TASK DETAILS:
Nothing goes in the answer except the line that contains "The ring itself" and the lines after it to the end of the material below, unchanged.
= Beginning of Section =
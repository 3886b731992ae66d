//! Token ring structure helpers.
//!
//! The ring itself is stored in the [`Network`](crate::Network) arena; this
//! module provides the shared walk over it and a builder that wires a ring
//! from an ordered list of nodes.

pub mod builder;
pub mod walk;

pub use builder::RingBuilder;
pub use walk::RingWalk;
= End of Section =
TASK RESULT:
//! The ring itself is stored in the [`Network`](crate::Network) arena; this
//! module provides the shared walk over it and a builder that wires a ring
//! from an ordered list of nodes.

pub mod builder;
pub mod walk;

pub use builder::RingBuilder;
pub use walk::RingWalk;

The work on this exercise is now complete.